Reusability: FLPP is also working on launch vehicle reusability - a successful drop test recently proved some of the technologies for a reusable first stage of a microlauncher.

Wind tunnel testing and computational fluid dynamics are providing insights into European capabilities to control the descent of a launcher’s first stage, back to the ground.

In addition, an ongoing project featuring a ‘flying testbed platform’ capable of carrying payloads will soon start performing short take-off and landing test flights.

Structures and mechanisms: Various new production methods are improving manufacturing efficiency, for instance, a ‘Flow forming’ technique shapes a metal element in a single step. This has been demonstrated in recent manufacturing trials co-funded between ESA and NASA Langley.

This technique reduces weld seams making rocket structures stronger and lighter while speeding up production. It is also better for the environment because it saves energy and there is no waste material.

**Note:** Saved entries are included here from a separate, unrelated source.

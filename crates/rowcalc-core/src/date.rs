//! Date normalization
//!
//! Dates are exchanged as Excel serial numbers: days since 1899-12-30, with
//! the fractional part as the time of day. Everything here works in UTC.
//!
//! [`parse_date`] accepts the representations found in imported data:
//! - Excel serials, as numbers or as 5-digit strings
//! - millisecond timestamps
//! - `DD/MM/YYYY` (and `MM/DD/YYYY` when the day is unambiguous)
//! - ISO 8601 and RFC 2822 text

use crate::error::{Error, Result};
use crate::number::leading_float;
use crate::value::Value;
use chrono::{DateTime, Datelike, Days, NaiveDate, NaiveDateTime, NaiveTime};
use lazy_regex::regex_is_match;
use std::fmt;
use std::str::FromStr;

/// Days between 1899-12-30 and 1970-01-01
pub const EXCEL_UNIX_EPOCH_DAYS: f64 = 25569.0;

/// Milliseconds in one day
pub const MS_PER_DAY: f64 = 86_400_000.0;

/// Numbers strictly between 0 and this bound are read as Excel serials
const EXCEL_SERIAL_LIMIT: f64 = 100_000.0;

/// ECMAScript time value range, in milliseconds
const MAX_TIMESTAMP_MS: f64 = 8.64e15;

/// Placeholder strings that mean "no date"
const EMPTY_MARKERS: [&str; 4] = ["-", "(Vide)", "null", "undefined"];

/// Convert an Excel serial to a UTC date-time
pub fn from_excel_serial(serial: f64) -> Option<NaiveDateTime> {
    if !serial.is_finite() {
        return None;
    }
    let millis = ((serial - EXCEL_UNIX_EPOCH_DAYS) * MS_PER_DAY + 0.5).floor();
    from_timestamp_millis(millis)
}

/// Convert a UTC date-time to an Excel serial
pub fn to_excel_serial(dt: &NaiveDateTime) -> f64 {
    dt.and_utc().timestamp_millis() as f64 / MS_PER_DAY + EXCEL_UNIX_EPOCH_DAYS
}

fn from_timestamp_millis(millis: f64) -> Option<NaiveDateTime> {
    if !millis.is_finite() || millis.abs() > MAX_TIMESTAMP_MS {
        return None;
    }
    DateTime::from_timestamp_millis(millis.trunc() as i64).map(|dt| dt.naive_utc())
}

/// Build a calendar date, rolling over out-of-range months and days.
///
/// Month 13 is January of the next year, day 0 is the last day of the
/// previous month, and so on.
pub fn ymd_rollover(year: i64, month: i64, day: i64) -> Option<NaiveDate> {
    // Anything further out than this is beyond chrono's range anyway
    const LIMIT: i64 = 4_000_000;
    if year.abs() > LIMIT || month.abs() > LIMIT * 12 || day.abs() > LIMIT * 366 {
        return None;
    }

    let months = year * 12 + (month - 1);
    let y = i32::try_from(months.div_euclid(12)).ok()?;
    let m = months.rem_euclid(12) as u32 + 1;
    let first = NaiveDate::from_ymd_opt(y, m, 1)?;

    let offset = day - 1;
    if offset >= 0 {
        first.checked_add_days(Days::new(offset as u64))
    } else {
        first.checked_sub_days(Days::new(offset.unsigned_abs()))
    }
}

/// Excel serial for UTC midnight of the given (rolled-over) date
pub fn excel_serial_from_ymd(year: i64, month: i64, day: i64) -> Option<f64> {
    ymd_rollover(year, month, day).map(|d| to_excel_serial(&d.and_time(NaiveTime::MIN)))
}

/// Parse a value as a date.
///
/// Returns `None` for null, empty and placeholder values, for anything whose
/// numeric reading is exactly zero, and for unrecognised text.
///
/// # Example
/// ```rust
/// use chrono::Datelike;
/// use rowcalc_core::{parse_date, Value};
///
/// let d = parse_date(&Value::Number(46057.0)).unwrap();
/// assert_eq!((d.year(), d.month(), d.day()), (2026, 2, 4));
///
/// let d = parse_date(&Value::text("15/01/2025")).unwrap();
/// assert_eq!((d.year(), d.month(), d.day()), (2025, 1, 15));
/// ```
pub fn parse_date(value: &Value) -> Option<NaiveDateTime> {
    match value {
        Value::Null | Value::Boolean(_) => None,
        Value::Date(serial) => {
            if *serial == 0.0 {
                None
            } else {
                from_excel_serial(*serial)
            }
        }
        Value::Number(n) => parse_date_number(*n),
        Value::Text(s) => parse_date_str(s),
    }
}

fn parse_date_number(n: f64) -> Option<NaiveDateTime> {
    if !n.is_finite() || n == 0.0 {
        return None;
    }
    if n > 0.0 && n < EXCEL_SERIAL_LIMIT {
        from_excel_serial(n)
    } else {
        from_timestamp_millis(n)
    }
}

/// Parse date text; see [`parse_date`]
pub fn parse_date_str(raw: &str) -> Option<NaiveDateTime> {
    let s = raw.trim();
    if s.is_empty() || EMPTY_MARKERS.contains(&s) {
        return None;
    }

    // "0", "0,00", "0.0" all mean "no date"
    if leading_float(&s.replacen(',', ".", 1)) == Some(0.0) {
        return None;
    }

    if regex_is_match!(r"^\d{5}(\.\d+)?$", s) {
        if let Ok(serial) = s.parse::<f64>() {
            if serial > 0.0 && serial < EXCEL_SERIAL_LIMIT {
                return from_excel_serial(serial);
            }
        }
    }

    if s.contains('/') {
        if let Some(date) = parse_slash_date(s) {
            return Some(date.and_time(NaiveTime::MIN));
        }
    }

    parse_native(s)
}

/// `A/B/C` with day-first as the tie-breaker
fn parse_slash_date(s: &str) -> Option<NaiveDate> {
    let parts: Vec<&str> = s.split('/').collect();
    if parts.len() != 3 {
        return None;
    }
    let a = leading_int(parts[0])?;
    let b = leading_int(parts[1])?;
    let c = leading_int(parts[2])?;

    let year = if c < 100 { 2000 + c } else { c };
    let (day, month) = if a > 12 {
        (a, b)
    } else if b > 12 {
        (b, a)
    } else {
        // Ambiguous: French order
        (a, b)
    };
    ymd_rollover(year, month, day)
}

/// Leading integer of `s`, skipping leading whitespace
fn leading_int(s: &str) -> Option<i64> {
    let s = s.trim_start();
    let bytes = s.as_bytes();
    let mut end = 0;
    if matches!(bytes.first(), Some(b'+') | Some(b'-')) {
        end += 1;
    }
    let digits_start = end;
    while end < bytes.len() && bytes[end].is_ascii_digit() {
        end += 1;
    }
    if end == digits_start {
        return None;
    }
    s[..end].parse().ok()
}

const NATIVE_DATETIME_FORMATS: [&str; 4] = [
    "%Y-%m-%dT%H:%M:%S%.f",
    "%Y-%m-%dT%H:%M",
    "%Y-%m-%d %H:%M:%S%.f",
    "%Y-%m-%d %H:%M",
];

/// ISO 8601 / RFC 3339 / RFC 2822 fallback
fn parse_native(s: &str) -> Option<NaiveDateTime> {
    if let Ok(dt) = DateTime::parse_from_rfc3339(s) {
        return Some(dt.naive_utc());
    }
    for pattern in NATIVE_DATETIME_FORMATS {
        if let Ok(dt) = NaiveDateTime::parse_from_str(s, pattern) {
            return Some(dt);
        }
    }
    if let Ok(d) = NaiveDate::parse_from_str(s, "%Y-%m-%d") {
        return Some(d.and_time(NaiveTime::MIN));
    }
    if regex_is_match!(r"^\d{4}-\d{2}$", s) {
        if let Ok(d) = NaiveDate::parse_from_str(&format!("{s}-01"), "%Y-%m-%d") {
            return Some(d.and_time(NaiveTime::MIN));
        }
    }
    if regex_is_match!(r"^\d{4}$", s) {
        let year: i32 = s.parse().ok()?;
        return NaiveDate::from_ymd_opt(year, 1, 1).map(|d| d.and_time(NaiveTime::MIN));
    }
    if let Ok(dt) = DateTime::parse_from_rfc2822(s) {
        return Some(dt.naive_utc());
    }
    None
}

/// Date bucketing used for grouped labels
#[derive(Debug, Clone, Copy, PartialEq, Eq, Hash, Default)]
#[cfg_attr(feature = "serde", derive(serde::Serialize, serde::Deserialize))]
#[cfg_attr(feature = "serde", serde(rename_all = "lowercase"))]
pub enum Grouping {
    /// Keep the original label
    #[default]
    None,
    /// `YYYY`
    Year,
    /// `YYYY-T{1..4}`
    Quarter,
    /// `YYYY-MM`
    Month,
}

impl FromStr for Grouping {
    type Err = Error;

    fn from_str(s: &str) -> Result<Self> {
        match s.trim().to_ascii_lowercase().as_str() {
            "none" => Ok(Grouping::None),
            "year" => Ok(Grouping::Year),
            "quarter" => Ok(Grouping::Quarter),
            "month" => Ok(Grouping::Month),
            _ => Err(Error::UnknownGrouping(s.to_string())),
        }
    }
}

impl fmt::Display for Grouping {
    fn fmt(&self, f: &mut fmt::Formatter<'_>) -> fmt::Result {
        let name = match self {
            Grouping::None => "none",
            Grouping::Year => "year",
            Grouping::Quarter => "quarter",
            Grouping::Month => "month",
        };
        f.write_str(name)
    }
}

/// Label of the year/quarter/month bucket a date string falls into.
///
/// Unparsable input, `(Vide)` and [`Grouping::None`] return the input unchanged.
pub fn grouped_label(label: &str, grouping: Grouping) -> String {
    if label.is_empty() || label == "(Vide)" || grouping == Grouping::None {
        return label.to_string();
    }
    match parse_date_str(label) {
        Some(dt) => label_for(&dt, grouping),
        None => label.to_string(),
    }
}

pub(crate) fn label_for(dt: &NaiveDateTime, grouping: Grouping) -> String {
    match grouping {
        Grouping::None => dt.format("%Y-%m-%d").to_string(),
        Grouping::Year => format!("{:04}", dt.year()),
        Grouping::Quarter => format!("{:04}-T{}", dt.year(), dt.month0() / 3 + 1),
        Grouping::Month => format!("{:04}-{:02}", dt.year(), dt.month()),
    }
}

A 3 m diameter aluminium demonstration cylinder that would be used as an interstage was successfully manufactured and tested recently.

FLPP is investigating electro-mechanical actuators for smoother separation and jettisoning of launcher payloads that would also slash costs for future evolutions of European launchers.

Avionics: Technologies in this domain evolve rapidly. Focus is given on increasing automation to reduce the level of Guidance Navigation Control (GNC) effort required during a mission and to provide responsive launch capability. FLPP is currently investigating On-Board Real-Time Trajectory Guidance Optimisation technology for future reusable launchers.

A new low-cost avionic system heavily benefiting from COTS components and rapid and effective GNC design, verification and validation will be demonstrated with a sounding rocket launch later this year. This will also serve as a useful testing platform to address new technologies in the launcher domain.

Future wireless communication will reduce the need for wiring on launch vehicle structures and increase flexibility.